19 SEPTEMBER 1941, Page 11

COUNTRY LIFE

Two Centuries Young Two hundred years ago this month was born the man who has been called " the first of English agricultural writers." Arthur Young, born in London, was the younger son of a Suffolk rector. Before he was nineteen he had written four novels and a couple of political pamphlets. Before he died he had surveyed 7,000 miles of British soil, a good deal of France and Ireland and had written between 200 and 25o volumes. " He was the soul and inspiration of the progressive movement," Lord Ernie has said. " To him, more than any other individual, were due the dis- semination of new ideas on farming, the diffusion of the latest results of observation and experiment, the creation of new agencies for the interchange of experiences, the establishment of farmers' clubs, ploughing-matches and agricultural societies and shows." His time, dislocated by revolution both here and in France, has a parallel in our own.
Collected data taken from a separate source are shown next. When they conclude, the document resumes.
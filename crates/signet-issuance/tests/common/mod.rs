//! Shared fixtures: a wiremock OIDC issuer, a wiremock CT log, a counting
//! authority, caller key pairs and an in-process server.

#![allow(dead_code)]

use std::sync::atomic::{AtomicUsize, Ordering};
use std::sync::Arc;

use async_trait::async_trait;
use base64::engine::general_purpose::{STANDARD, URL_SAFE_NO_PAD};
use base64::Engine;
use jsonwebtoken::{encode, Algorithm, EncodingKey, Header};
use ring::rand::SystemRandom;
use ring::signature::{
    EcdsaKeyPair, KeyPair as _, ECDSA_P256_SHA256_ASN1_SIGNING, ECDSA_P256_SHA256_FIXED_SIGNING,
};
use serde_json::{json, Value};
use signet_issuance::api::{self, ApiState};
use signet_issuance::{
    CaError, CertificateAuthority, CertificateChain, EphemeralCa, IdentityType, IssuanceContext,
    IssuanceCoordinator, IssuerConfig, IssuerRegistry, PublicKey, TokenVerifier, TransparencyLog,
    TrustBundle, VerifiedIdentity, VerifierConfig,
};
use wiremock::matchers::{method, path};
use wiremock::{Mock, MockServer, ResponseTemplate};

pub const CLIENT_ID: &str = "sigstore";

const RSA_FIXTURE_PEM: &str = include_str!("../fixtures/rsa2048.pk8.pem");
const RSA_FIXTURE_JWK: &str = include_str!("../fixtures/rsa2048.jwk.json");

pub fn now() -> u64 {
    jsonwebtoken::get_current_timestamp()
}

// ---------------------------------------------------------------------------
// Token signing keys
// ---------------------------------------------------------------------------

/// A key the test issuer signs tokens with.
pub struct TokenKey {
    kid: String,
    alg: Algorithm,
    encoding: EncodingKey,
    jwk: Value,
}

impl TokenKey {
    /// Fresh P-256 key.
    pub fn es256(kid: &str) -> Self {
        let rng = SystemRandom::new();
        let pkcs8 = EcdsaKeyPair::generate_pkcs8(&ECDSA_P256_SHA256_FIXED_SIGNING, &rng).unwrap();
        let pair =
            EcdsaKeyPair::from_pkcs8(&ECDSA_P256_SHA256_FIXED_SIGNING, pkcs8.as_ref(), &rng)
                .unwrap();
        // Uncompressed point: 0x04 || x || y.
        let point = pair.public_key().as_ref();
        let jwk = json!({
            "kty": "EC",
            "crv": "P-256",
            "use": "sig",
            "alg": "ES256",
            "kid": kid,
            "x": URL_SAFE_NO_PAD.encode(&point[1..33]),
            "y": URL_SAFE_NO_PAD.encode(&point[33..65]),
        });
        Self {
            kid: kid.to_string(),
            alg: Algorithm::ES256,
            encoding: EncodingKey::from_ec_der(pkcs8.as_ref()),
            jwk,
        }
    }

    /// The checked-in RSA-2048 fixture.
    pub fn rs256() -> Self {
        let jwk: Value = serde_json::from_str(RSA_FIXTURE_JWK).unwrap();
        Self {
            kid: jwk["kid"].as_str().unwrap().to_string(),
            alg: Algorithm::RS256,
            encoding: EncodingKey::from_rsa_pem(RSA_FIXTURE_PEM.as_bytes()).unwrap(),
            jwk,
        }
    }

    pub fn sign(&self, claims: &Value) -> String {
        let mut header = Header::new(self.alg);
        header.kid = Some(self.kid.clone());
        encode(&header, claims, &self.encoding).unwrap()
    }

    pub fn jwk(&self) -> &Value {
        &self.jwk
    }

    /// Signs with no `kid` in the header, so the verifier has to try every key.
    pub fn sign_without_kid(&self, claims: &Value) -> String {
        encode(&Header::new(self.alg), claims, &self.encoding).unwrap()
    }
}

// ---------------------------------------------------------------------------
// OIDC issuer
// ---------------------------------------------------------------------------

/// A wiremock server publishing discovery metadata and a JWKS.
pub struct TestIssuer {
    pub server: MockServer,
    pub key: TokenKey,
}

impl TestIssuer {
    pub async fn start(key: TokenKey) -> Self {
        let server = MockServer::start().await;
        let issuer = Self { server, key };
        issuer.mount_discovery(&issuer.url()).await;
        Mock::given(method("GET"))
            .and(path("/jwks"))
            .respond_with(ResponseTemplate::new(200).set_body_json(json!({
                "keys": [issuer.key.jwk.clone()],
            })))
            .mount(&issuer.server)
            .await;
        issuer
    }

    /// An issuer whose discovery document names somebody else.
    pub async fn start_impostor(key: TokenKey) -> Self {
        let server = MockServer::start().await;
        let issuer = Self { server, key };
        issuer.mount_discovery("https://elsewhere.example").await;
        issuer
    }

    async fn mount_discovery(&self, issuer_name: &str) {
        Mock::given(method("GET"))
            .and(path("/.well-known/openid-configuration"))
            .respond_with(ResponseTemplate::new(200).set_body_json(json!({
                "issuer": issuer_name,
                "jwks_uri": format!("{}/jwks", self.url()),
            })))
            .mount(&self.server)
            .await;
    }

    pub fn url(&self) -> String {
        self.server.uri()
    }

    pub fn config(&self, identity_type: IdentityType) -> IssuerConfig {
        IssuerConfig::new(self.url(), CLIENT_ID, identity_type)
    }

    /// Standard claims valid for five minutes, merged with `extra`.
    pub fn claims(&self, extra: Value) -> Value {
        let mut claims = json!({
            "iss": self.url(),
            "aud": CLIENT_ID,
            "iat": now(),
            "exp": now() + 300,
        });
        if let (Some(base), Value::Object(extra)) = (claims.as_object_mut(), extra) {
            base.extend(extra);
        }
        claims
    }

    pub fn token(&self, extra: Value) -> String {
        self.key.sign(&self.claims(extra))
    }

    /// Publishes `keys` ahead of the JWKS mounted at start.
    pub async fn publish_keys(&self, keys: &[&TokenKey]) {
        let keys: Vec<Value> = keys.iter().map(|k| k.jwk.clone()).collect();
        Mock::given(method("GET"))
            .and(path("/jwks"))
            .respond_with(ResponseTemplate::new(200).set_body_json(json!({"keys": keys})))
            .with_priority(1)
            .mount(&self.server)
            .await;
    }

    pub fn email_token(&self, email: &str) -> String {
        self.token(json!({"sub": "user-1", "email": email, "email_verified": true}))
    }

    pub async fn discovery_fetches(&self) -> usize {
        self.server
            .received_requests()
            .await
            .unwrap_or_default()
            .iter()
            .filter(|r| r.url.path() == "/.well-known/openid-configuration")
            .count()
    }
}

// ---------------------------------------------------------------------------
// CT log
// ---------------------------------------------------------------------------

pub fn sct_body() -> Value {
    json!({
        "sct_version": 0,
        "id": "a1b2c3d4",
        "timestamp": 1_700_000_000_000u64,
        "extensions": "",
        "signature": "BAMARjBEAiA=",
    })
}

/// A CT log that accepts every submission.
pub async fn accepting_log() -> MockServer {
    let server = MockServer::start().await;
    Mock::given(method("POST"))
        .and(path("/add-chain"))
        .respond_with(ResponseTemplate::new(200).set_body_json(sct_body()))
        .mount(&server)
        .await;
    server
}

/// A CT log answering every submission with `response`.
pub async fn log_responding(response: ResponseTemplate) -> MockServer {
    let server = MockServer::start().await;
    Mock::given(method("POST"))
        .and(path("/add-chain"))
        .respond_with(response)
        .mount(&server)
        .await;
    server
}

/// Submitted chain lengths, in order.
pub async fn submitted_chains(log: &MockServer) -> Vec<Vec<String>> {
    log.received_requests()
        .await
        .unwrap_or_default()
        .iter()
        .map(|r| {
            let body: Value = r.body_json().unwrap();
            body["chain"]
                .as_array()
                .unwrap()
                .iter()
                .map(|c| c.as_str().unwrap().to_string())
                .collect()
        })
        .collect()
}

// ---------------------------------------------------------------------------
// Authority
// ---------------------------------------------------------------------------

/// Wraps an authority and counts `issue` calls.
pub struct CountingAuthority {
    inner: EphemeralCa,
    pub calls: AtomicUsize,
}

impl CountingAuthority {
    pub fn new() -> Self {
        Self {
            inner: EphemeralCa::new().unwrap(),
            calls: AtomicUsize::new(0),
        }
    }

    pub fn calls(&self) -> usize {
        self.calls.load(Ordering::SeqCst)
    }
}

#[async_trait]
impl CertificateAuthority for CountingAuthority {
    async fn issue(
        &self,
        identity: &VerifiedIdentity,
        public_key: &PublicKey,
    ) -> Result<CertificateChain, CaError> {
        self.calls.fetch_add(1, Ordering::SeqCst);
        self.inner.issue(identity, public_key).await
    }

    fn root(&self) -> &TrustBundle {
        self.inner.root()
    }
}

// ---------------------------------------------------------------------------
// Caller keys
// ---------------------------------------------------------------------------

/// The caller's signing key, whose public half goes into the certificate.
pub struct CallerKey {
    pair: EcdsaKeyPair,
    pub spki: Vec<u8>,
}

impl CallerKey {
    pub fn generate() -> Self {
        let rng = SystemRandom::new();
        let pkcs8 = EcdsaKeyPair::generate_pkcs8(&ECDSA_P256_SHA256_ASN1_SIGNING, &rng).unwrap();
        let pair =
            EcdsaKeyPair::from_pkcs8(&ECDSA_P256_SHA256_ASN1_SIGNING, pkcs8.as_ref(), &rng)
                .unwrap();
        let spki = {
            use rcgen::PublicKeyData;
            rcgen::KeyPair::try_from(pkcs8.as_ref())
                .unwrap()
                .subject_public_key_info()
        };
        Self { pair, spki }
    }

    pub fn prove(&self, subject: &str) -> Vec<u8> {
        self.pair
            .sign(&SystemRandom::new(), subject.as_bytes())
            .unwrap()
            .as_ref()
            .to_vec()
    }

    /// JSON body for `POST /api/v1/signingCert`.
    pub fn request_body(&self, subject: &str) -> Value {
        json!({
            "publicKey": {"content": STANDARD.encode(&self.spki), "algorithm": "ecdsa"},
            "possessionProof": STANDARD.encode(self.prove(subject)),
        })
    }
}

// ---------------------------------------------------------------------------
// Server
// ---------------------------------------------------------------------------

pub fn context(
    issuers: Vec<IssuerConfig>,
    authority: Arc<dyn CertificateAuthority>,
    log: Arc<dyn TransparencyLog>,
) -> IssuanceContext {
    IssuanceContext::new(
        Arc::new(IssuerRegistry::new(issuers).unwrap()),
        authority,
        log,
    )
}

pub fn coordinator() -> Arc<IssuanceCoordinator> {
    Arc::new(IssuanceCoordinator::new(
        TokenVerifier::new(VerifierConfig::default()).unwrap(),
    ))
}

/// Serves the API on an ephemeral port and returns its base URL.
pub async fn spawn_server(context: IssuanceContext) -> String {
    let app = api::router(ApiState::new(coordinator(), context));
    let listener = tokio::net::TcpListener::bind("127.0.0.1:0").await.unwrap();
    let addr = listener.local_addr().unwrap();
    tokio::spawn(async move {
        axum::serve(listener, app).await.unwrap();
    });
    format!("http://{addr}")
}

/// POSTs a signing request and returns the status and JSON body.
pub async fn post_signing_cert(
    base_url: &str,
    route: &str,
    token: Option<&str>,
    body: &Value,
) -> (u16, Value) {
    let mut request = reqwest::Client::new()
        .post(format!("{base_url}{route}"))
        .json(body);
    if let Some(token) = token {
        request = request.bearer_auth(token);
    }
    let response = request.send().await.unwrap();
    let status = response.status().as_u16();
    let body = response.json().await.unwrap();
    (status, body)
}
Young, too, saw a widespread " inability to put the land to its best use," and wrote about it with appropriate indignation. France made him, according to one of his trans- lators, an adopted child ; George III, who delighted in calling himself " Farmer George," carried Young's Annals about with him and declared himself to be more indebted to him than any man in his dominions ; Napoleon is said to have read him on St. Helena. We, too, can read Young today with a good deal of profit ; and at least one writer wishes there were time, as in Young's day, for an outspoken six months' tour of agricultural England.